Противники молодого Сатаны и Сорок четвертого слишком очевидно беспомощны перед их неопровержимой логикой. Авторский комментарий целиком отсутствует, а сопоставление повести с твеновскими суждениями, не предназначавшимися для публикации, не оставляет сомнений в том, что между главным персонажем и его создателем крайне затруднительно провести рубеж идейного размежевания: герой в ряде случаев просто повторяет записи писателя в его черновых тетрадях или мысли, зафиксированные Пейном, когда он был секретарем и постоянным собеседником Твена. Наконец, хотя «Таинственный незнакомец» – повесть бесспорно сатирическая, это сатира особого рода, философская сатира, чей объект – не те или иные пороки окружающей действительности, а коренные принципы, на которых строится человеческое бытие, и прежде всего принципы этики. Вот отчего «Таинственный незнакомец» послужил – наряду с трактатом «Что такое человек?» – основным источником очень распространенного предположения о «тотальной» мизантропии позднего Твена, о его отречении от гуманистических ценностей.
Разумеется, подобные толкования позиции Твена в последние годы его жизни сильно упрощают проблему. Однако признать их вовсе беспочвенными невозможно. Глубоко пессимистический взгляд на состояние мира и человека отличает почти все, что было в эти годы создано художником, и едва ли верно видеть тут лишь временные слабости и растерянность Твена перед лицом торжествующего зла, как воспринимал он утвердившиеся в США порядки и происходивший повсюду на планете колониальный разбой.

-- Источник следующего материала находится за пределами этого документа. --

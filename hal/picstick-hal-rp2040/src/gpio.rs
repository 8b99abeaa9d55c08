//! GPIO trait implementations for embassy-rp pins

use embassy_rp::gpio::{Flex, Pull as RpPull};
use picstick_hal::{FlexPin, InputPin, OutputPin, Pull};

impl OutputPin for Flex<'_> {
    fn set_high(&mut self) {
        Flex::set_high(self);
    }

    fn set_low(&mut self) {
        Flex::set_low(self);
    }

    fn is_set_high(&self) -> bool {
        Flex::is_set_high(self)
    }
}

impl InputPin for Flex<'_> {
    fn is_high(&self) -> bool {
        Flex::is_high(self)
    }
}

impl FlexPin for Flex<'_> {
    fn set_as_output(&mut self) {
        Flex::set_as_output(self);
    }

    fn set_as_input(&mut self, pull: Pull) {
        Flex::set_as_input(self);
        self.set_pull(to_rp_pull(pull));
    }
}

fn to_rp_pull(pull: Pull) -> RpPull {
    match pull {
        Pull::None => RpPull::None,
        Pull::Up => RpPull::Up,
    }
}
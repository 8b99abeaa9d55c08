//! RP2040-specific HAL for the picstick programmer
//!
//! Implements the shared `picstick-hal` traits on top of `embassy-rp`:
//!
//! - [`FlexPin`](picstick_hal::FlexPin) for `embassy_rp::gpio::Flex`, used
//!   for the three ICSP lines
//! - [`EmulatedUsi`], a shift register with bit counter and an 8-bit bit
//!   timer emulated on TIMER alarm 1, because the RP2040 has no USI block
//! - [`StartDetect`], the RX falling-edge source for start detection

#![no_std]

pub mod gpio;
pub mod usi;

pub use usi::{EmulatedUsi, StartDetect};
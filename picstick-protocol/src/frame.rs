//! Command body framing
//!
//! A command is its keyword, the separator, then a body whose shape
//! depends on the keyword:
//! - `word`: ADDR_HI ADDR_LO ':' WORD_HI WORD_LO (5 raw bytes)
//! - `row`: ADDR_HI ADDR_LO ':' then exactly 128 raw bytes (64 words)
//! - `erase`, `read`: ADDR_HI ADDR_LO (2 raw bytes)
//!
//! All multi-byte values are big-endian.

/// Separator between keyword, fields and status
pub const SEPARATOR: u8 = b':';

/// Bytes in an address field
pub const ADDRESS_LEN: usize = 2;

/// Bytes in a `word` body, separator included
pub const WORD_BODY_LEN: usize = 5;

/// Words in one program-memory row
pub const WORDS_PER_ROW: usize = 64;

/// Bytes in one program-memory row
pub const ROW_BYTES: usize = WORDS_PER_ROW * 2;

/// Size of the shared input buffer: one row plus framing slack
pub const INPUT_BUFFER_SIZE: usize = ROW_BYTES + 4;

/// Erase address requesting a bulk erase of the whole device
pub const ERASE_ALL: u16 = 0xFFFF;

/// Erase address requesting a bulk erase of user flash only
pub const ERASE_FLASH: u16 = 0xFFFE;

/// Address loaded before a whole-device bulk erase (configuration space)
pub const DEVICE_ERASE_ADDRESS: u16 = 0x8000;

/// Address loaded before a user-flash bulk erase
pub const FLASH_ERASE_ADDRESS: u16 = 0x0000;

/// Errors that can occur while decoding or encoding protocol data
#[derive(Debug, Clone, Copy, PartialEq, Eq)]
#[cfg_attr(feature = "defmt", derive(defmt::Format))]
pub enum ProtocolError {
    /// Wrong byte count or misplaced separator
    Framing,
    /// Buffer too small for encoding
    BufferTooSmall,
}

/// Decode a big-endian address field
pub fn decode_address(bytes: &[u8]) -> Result<u16, ProtocolError> {
    match bytes {
        [hi, lo] => Ok(u16::from_be_bytes([*hi, *lo])),
        _ => Err(ProtocolError::Framing),
    }
}

/// Body of a `word` command
#[derive(Debug, Clone, Copy, PartialEq, Eq)]
#[cfg_attr(feature = "defmt", derive(defmt::Format))]
pub struct WordBody {
    /// Target address
    pub address: u16,
    /// Word to program
    pub word: u16,
}

impl WordBody {
    /// Parse the 5-byte body
    pub fn parse(body: &[u8]) -> Result<Self, ProtocolError> {
        match body {
            [ah, al, SEPARATOR, wh, wl] => Ok(Self {
                address: u16::from_be_bytes([*ah, *al]),
                word: u16::from_be_bytes([*wh, *wl]),
            }),
            _ => Err(ProtocolError::Framing),
        }
    }
}

/// Data section of a `row` command
#[derive(Debug, Clone, Copy, PartialEq, Eq)]
pub struct RowBody<'a> {
    data: &'a [u8],
}

impl<'a> RowBody<'a> {
    /// Wrap exactly [`ROW_BYTES`] of row data
    pub fn parse(data: &'a [u8]) -> Result<Self, ProtocolError> {
        if data.len() != ROW_BYTES {
            return Err(ProtocolError::Framing);
        }
        Ok(Self { data })
    }

    /// The row's words in programming order
    pub fn words(&self) -> impl Iterator<Item = u16> + 'a {
        self.data
            .chunks_exact(2)
            .map(|pair| u16::from_be_bytes([pair[0], pair[1]]))
    }
}

/// What an `erase` command erases
#[derive(Debug, Clone, Copy, PartialEq, Eq)]
#[cfg_attr(feature = "defmt", derive(defmt::Format))]
pub enum EraseTarget {
    /// Bulk erase of the whole device, configuration included
    Device,
    /// Bulk erase of user flash
    UserFlash,
    /// Erase the row containing the address
    Row(u16),
}

impl EraseTarget {
    /// Interpret an erase address, recognising the reserved sentinels
    pub fn from_address(address: u16) -> Self {
        match address {
            ERASE_ALL => EraseTarget::Device,
            ERASE_FLASH => EraseTarget::UserFlash,
            row => EraseTarget::Row(row),
        }
    }

    /// Address to load before issuing the erase
    pub fn address(self) -> u16 {
        match self {
            EraseTarget::Device => DEVICE_ERASE_ADDRESS,
            EraseTarget::UserFlash => FLASH_ERASE_ADDRESS,
            EraseTarget::Row(address) => address,
        }
    }

    /// Returns true if this is a bulk erase
    pub fn is_bulk(self) -> bool {
        !matches!(self, EraseTarget::Row(_))
    }
}
//! GPIO pin abstractions
//!
//! Provides traits for digital input and output pins that can be implemented
//! by chip-specific HALs.

/// Digital output pin
///
/// Implementations should handle the actual hardware register manipulation
/// for the specific chip.
pub trait OutputPin {
    /// Set the pin high (logic 1)
    fn set_high(&mut self);

    /// Set the pin low (logic 0)
    fn set_low(&mut self);

    /// Set the pin to a specific state
    fn set_state(&mut self, high: bool) {
        if high {
            self.set_high();
        } else {
            self.set_low();
        }
    }

    /// Check if the pin is currently set high
    fn is_set_high(&self) -> bool;
}

/// Digital input pin
pub trait InputPin {
    /// Check if the pin reads high (logic 1)
    fn is_high(&self) -> bool;

    /// Check if the pin reads low (logic 0)
    fn is_low(&self) -> bool {
        !self.is_high()
    }
}

/// Input bias applied while a pin is configured as an input
#[derive(Debug, Clone, Copy, PartialEq, Eq)]
#[cfg_attr(feature = "defmt", derive(defmt::Format))]
pub enum Pull {
    /// Floating input (high impedance)
    None,
    /// Internal pull-up enabled
    Up,
}

/// Pin whose direction can change at runtime
///
/// ICSP needs this for the data line (driven for writes, sampled for
/// reads) and to release every line to high impedance when the target
/// is not being programmed.
pub trait FlexPin: OutputPin + InputPin {
    /// Drive the pin with the last level written by `set_high`/`set_low`
    fn set_as_output(&mut self);

    /// Stop driving the pin and apply the given bias
    fn set_as_input(&mut self, pull: Pull);
}
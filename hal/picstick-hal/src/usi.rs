//! Shift-register serial interface abstractions
//!
//! The software UART is built from three cooperating pieces of hardware,
//! modelled on a universal serial interface (USI) block:
//!
//! - a shift register with a 4-bit clock counter that raises an overflow
//!   interrupt when the counter wraps from 15 to 0,
//! - an 8-bit timer whose overflow both clocks the shift register and
//!   raises its own interrupt,
//! - the serial line itself: an input that can raise a start-condition
//!   interrupt, and an output that is either connected to the shift
//!   register's MSB or released to a pulled-up input.
//!
//! Only one interrupt source is armed per phase: start detection while
//! idle, timer and shift overflow while a frame is in flight.

/// Shift register with bit counter
pub trait ShiftRegister {
    /// Load the data register and preload the 4-bit counter
    ///
    /// Clears any pending overflow. The overflow fires after
    /// `16 - counter` clocks.
    fn load(&mut self, data: u8, counter: u8);

    /// Current content of the data register
    fn data(&self) -> u8;

    /// Enable shifting in three-wire mode, clocked by the bit timer,
    /// with the counter overflow interrupt enabled
    fn enable(&mut self);

    /// Disable the shift register and its overflow interrupt
    fn disable(&mut self);
}

/// 8-bit bit-clock timer
pub trait BitTimer {
    /// Set the count, start the prescaled clock and enable the overflow
    /// interrupt
    fn start(&mut self, count: u8);

    /// Add `seed` to the current count
    ///
    /// Called from the overflow interrupt; adding (rather than
    /// assigning) keeps the ticks already elapsed since the overflow.
    fn reload(&mut self, seed: u8);

    /// Stop the clock
    fn stop(&mut self);
}

/// The physical serial line
pub trait SerialLine {
    /// Check if the receive line currently reads low
    fn rx_is_low(&self) -> bool;

    /// Connect the transmit output to the shift register MSB
    fn drive(&mut self);

    /// Release the transmit output to an input with pull-up
    ///
    /// This is the idle-high state required by UART framing while the
    /// shift register is not transmitting.
    fn release(&mut self);

    /// Clear any pending line change and enable the start-condition
    /// interrupt
    fn arm_start_detect(&mut self);

    /// Disable the start-condition interrupt
    fn disarm_start_detect(&mut self);
}

/// Complete shift-register serial interface
pub trait UsiHardware: ShiftRegister + BitTimer + SerialLine {}

// Blanket implementation
impl<T: ShiftRegister + BitTimer + SerialLine> UsiHardware for T {}

/// Interrupt sources raised by emulated or simulated hardware
///
/// Hardware without a native USI block services these sources from
/// shared interrupt vectors and reports which of them fired.
#[derive(Debug, Clone, Copy, Default, PartialEq, Eq)]
#[cfg_attr(feature = "defmt", derive(defmt::Format))]
pub struct UsiEvents {
    /// The receive line changed while start detection was armed
    pub line_change: bool,
    /// The bit timer overflowed
    pub timer_overflow: bool,
    /// The shift counter overflowed
    pub shift_overflow: bool,
}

Вот запись, внесенная в рабочую тетрадь 6 ноября 1895 г., когда Твен находился в Новой Зеландии, публичными выступлениями отрабатывая долги, появившиеся после краха затеи с наборной машиной: «Самое удивительное, что полки библиотек не завалены книгами, которые осмеивали бы этот жалкий мир, эту бессмысленную вселенную, это кровожадное и презренное человечество – осмеивали бы и изничтожали всю эту омерзительную систему. Ведь что ни год миллионы людей покидают наш мир вот именно с таким чувством в душе. Отчего же не написал что-нибудь в подобном роде я сам? Оттого, что я связан семьей. А другие – они этого не сделали по той же причине?» [135]
135
Цит. по: Paine A. B. Mark Twain's Notebooks. N. Y., 1935. P. 256.